Our grandmother would peer out the front window of the cottage and say things like: Oh there’s Wee Tawm away to Newry on his bicycle with his jacket on the carrier.
Apparently the hope was that the vigilant customs men on both sides of the Border would wave the cyclist past and not discover that the jacket was folded round 2lbs or 3lbs of butter destined for the black market.
At weekends flotillas of small boats would cross from Warrenpoint to Omeath, carrying visitors who wanted to drink alcohol without restraint and then board the returning boats, their bodies now bloated with hidden produce stowed under their clothes.

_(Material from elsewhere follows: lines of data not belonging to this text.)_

// SPDX-License-Identifier: BUSL-1.1
// Copyright (c) 2026 Alfred Jean LLC

//! The `factory` capability object a program runs against.
//!
//! Bound to exactly one run. Every spawn appends `spawn:start`, relays the
//! decoded driver events as `spawn:event` (plus `io` lines), and appends one
//! `spawn:result`; driver failures become failed results, never panics or
//! run aborts. The worker owns the run-level cancellation source; the
//! factory fans it out to one child token per spawn.

use crate::error::EngineError;
use mill_adapters::{DriverError, SpawnRuntime};
use mill_core::{
    Clock, ErrorKind, Event, EventKind, ExecutionResult, IoPayload, IoSource, IoStream, RunId,
    SpawnEventPayload, SpawnId, SpawnInput, SpawnResult,
};
use mill_program::SpawnSpec;
use mill_storage::{EventWriter, RunLayout};
use parking_lot::Mutex;
use std::path::{Component, Path, PathBuf};
use std::sync::atomic::{AtomicBool, Ordering};
use std::sync::Arc;
use tokio_util::sync::CancellationToken;

pub struct Factory<C: Clock> {
    run_id: RunId,
    driver_tag: String,
    layout: RunLayout,
    events: Arc<EventWriter>,
    runtime: Arc<dyn SpawnRuntime>,
    clock: C,
    /// Parent of every per-spawn token. A child of the run-level cancel
    /// source, so run cancellation reaches outstanding drivers; `shutdown`
    /// cancels it without touching the run-level source.
    spawn_parent: CancellationToken,
    closed: AtomicBool,
    results: Mutex<Vec<SpawnResult>>,
}

impl<C: Clock> Factory<C> {
    pub fn new(
        run_id: RunId,
        driver_tag: String,
        layout: RunLayout,
        events: Arc<EventWriter>,
        runtime: Arc<dyn SpawnRuntime>,
        clock: C,
        run_cancel: &CancellationToken,
    ) -> Self {
        Self {
            run_id,
            driver_tag,
            layout,
            events,
            runtime,
            clock,
            spawn_parent: run_cancel.child_token(),
            closed: AtomicBool::new(false),
            results: Mutex::new(Vec::new()),
        }
    }

    pub fn run_id(&self) -> RunId {
        self.run_id
    }

    /// Results of every spawn so far, in completion order.
    pub fn results(&self) -> Vec<SpawnResult> {
        self.results.lock().clone()
    }

    /// Run one driver subprocess. Driver and codec failures come back as a
    /// failed [`ExecutionResult`]; only event-log IO failures error out.
    pub async fn spawn(&self, spec: &SpawnSpec) -> Result<ExecutionResult, EngineError> {
        let spawn_id = SpawnId::generate();
        let input = self.build_input(spawn_id, spec);

        self.append(
            EventKind::SpawnStart,
            serde_json::json!({
                "spawnId": spawn_id,
                "agent": input.agent,
                "model": input.model,
                "driver": self.driver_tag,
            }),
        )?;

        let result = if self.closed.load(Ordering::SeqCst) || self.spawn_parent.is_cancelled() {
            let mut result = SpawnResult::failed(
                &input.agent,
                &input.model,
                &self.driver_tag,
                format!("[{}] spawn refused: run is shutting down", ErrorKind::Cancelled.tag()),
            );
            result.stop_reason = Some("cancelled".to_string());
            result
        } else {
            match self.runtime.spawn(&input, self.spawn_parent.child_token()).await {
                Ok(output) => {
                    for line in &output.raw {
                        self.append_io(IoSource::Driver, IoStream::Stdout, line, Some(spawn_id))?;
                    }
                    for line in &output.stderr {
                        self.append_io(IoSource::Driver, IoStream::Stderr, line, Some(spawn_id))?;
                    }
                    for event in &output.events {
                        self.append(
                            EventKind::SpawnEvent,
                            serde_json::to_value(SpawnEventPayload {
                                spawn_id,
                                event: event.to_value(),
                            })
                            .unwrap_or_default(),
                        )?;
                    }
                    output.result
                }
                Err(e) => self.failed_result(&input, &e),
            }
        };

        self.append(
            EventKind::SpawnResult,
            serde_json::json!({ "spawnId": spawn_id, "result": result }),
        )?;
        self.results.lock().push(result.clone());
        Ok(ExecutionResult::from_result(spawn_id, &result))
    }

    fn failed_result(&self, input: &SpawnInput, error: &DriverError) -> SpawnResult {
        tracing::warn!(
            run_id = %self.run_id,
            spawn_id = %input.spawn_id,
            kind = error.kind().tag(),
            error = %error,
            "spawn failed"
        );
        let mut result = SpawnResult::failed(
            &input.agent,
            &input.model,
            &self.driver_tag,
            format!("[{}] {}", error.kind().tag(), error),
        );
        if error.kind() == ErrorKind::Cancelled {
            result.stop_reason = Some("cancelled".to_string());
        }
        result
    }

    fn build_input(&self, spawn_id: SpawnId, spec: &SpawnSpec) -> SpawnInput {
        let cwd = match &spec.cwd {
            Some(dir) if dir.is_absolute() => dir.clone(),
            Some(dir) => self.layout.run_dir().join(dir),
            None => self.layout.run_dir().to_path_buf(),
        };
        SpawnInput {
            run_id: self.run_id,
            spawn_id,
            agent: spec.agent.clone(),
            system_prompt: spec.system_prompt.clone(),
            prompt: spec.prompt.clone(),
            model: spec.model.clone(),
            run_directory: Some(self.layout.run_dir().to_path_buf()),
            cwd: Some(cwd),
            tools: spec.tools.clone(),
        }
    }

    /// `factory.observe.log`: a program-sourced `io` event plus a tracing
    /// record in the worker log.
    pub fn observe_log(&self, level: &str, message: &str) -> Result<(), EngineError> {
        match level {
            "debug" => tracing::debug!(run_id = %self.run_id, "{message}"),
            "warn" => tracing::warn!(run_id = %self.run_id, "{message}"),
            "error" => tracing::error!(run_id = %self.run_id, "{message}"),
            _ => tracing::info!(run_id = %self.run_id, "{message}"),
        }
        let stream = if level == "error" { IoStream::Stderr } else { IoStream::Stdout };
        self.append_io(IoSource::Program, stream, message, None)
    }

    /// `factory.observe.artifact`: write content under `artifacts/`.
    /// Escaping paths and write failures yield `None`.
    pub fn observe_artifact(&self, rel_path: &Path, content: &str) -> Option<PathBuf> {
        if rel_path.as_os_str().is_empty()
            || !rel_path.components().all(|c| matches!(c, Component::Normal(_) | Component::CurDir))
        {
            tracing::warn!(run_id = %self.run_id, path = %rel_path.display(), "artifact path escapes run dir");
            return None;
        }
        let target = self.layout.artifacts_dir().join(rel_path);
        let write = || -> std::io::Result<()> {
            if let Some(parent) = target.parent() {
                std::fs::create_dir_all(parent)?;
            }
            std::fs::write(&target, content)
        };
        match write() {
            Ok(()) => Some(target),
            Err(e) => {
                tracing::warn!(run_id = %self.run_id, error = %e, "artifact write failed");
                None
            }
        }
    }

    /// `factory.shutdown`: refuse further spawns; optionally cancel the ones
    /// still running.
    pub fn shutdown(&self, cancel_running: bool) {
        self.closed.store(true, Ordering::SeqCst);
        if cancel_running {
            self.spawn_parent.cancel();
        }
    }

    fn append(&self, kind: EventKind, payload: serde_json::Value) -> Result<Event, EngineError> {
        Ok(self.events.append(kind, payload, self.clock.now_utc())?)
    }

    fn append_io(
        &self,
        source: IoSource,
        stream: IoStream,
        line: &str,
        spawn_id: Option<SpawnId>,
    ) -> Result<(), EngineError> {
        let payload = IoPayload { source, stream, line: line.to_string(), spawn_id };
        self.append(EventKind::Io, serde_json::to_value(payload).unwrap_or_default())?;
        Ok(())
    }
}

#[cfg(test)]
#[path = "factory_tests.rs"]
mod tests;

There was a funfare in the square at Warrenpoint, a colourful place full of the movement of bumpers, chairplanes, swinging boats and the blare of loud music. It was a recreation place for soldiers in uniform. I asked one of them where he was from and he said he came from Belgium. Apparently Belgian troops were being trained in Northern Ireland for a return to their own country.
The severe restriction on petrol both north and south of the Border from the beginning of the war meant that people resorted to horses and traps to get around. In addition, there were up to 50 jarveys in Omeath offering the crowds of visitors trips along the scenic road to Carlingford. All this meant that our grandfather was busy. He was the village blacksmith and was kept going from dawn until dusk shoeing horses.
We witnessed a traumatic and tragic event related to warfare. One Saturday afternoon in July we heard the sound of aircraft nearby and could see two planes rolling and diving in the air just above Warrenpoint. We didn’t know it at the time but the aerial display was part of civil defence air raid exercises and hundreds of spectators had come to view it.
It was so spectacular that our grandfather left his forge and we went out into the field to get a better view. Then the two planes collided in mid air over the town. I distinctly remember seeing a large piece of fuselage or tail section sheared off. We saw a great splash as one plane plunged into the sea near the baths. Six airmen were killed in the collision but no civilians even though the shattered second plane slammed into buildings in the town.
When we returned to Omeath the following summer the war in Europe was over. The airfield at Greencastle was being wound down. Uniformed men no longer laughed on the swinging boats in Warrenpoint. There were still food scarcities in the North and still some smuggling, but some kind of normality was returning after six years of conduct. Carlingford Lough was still there in all its serene and scenic beauty.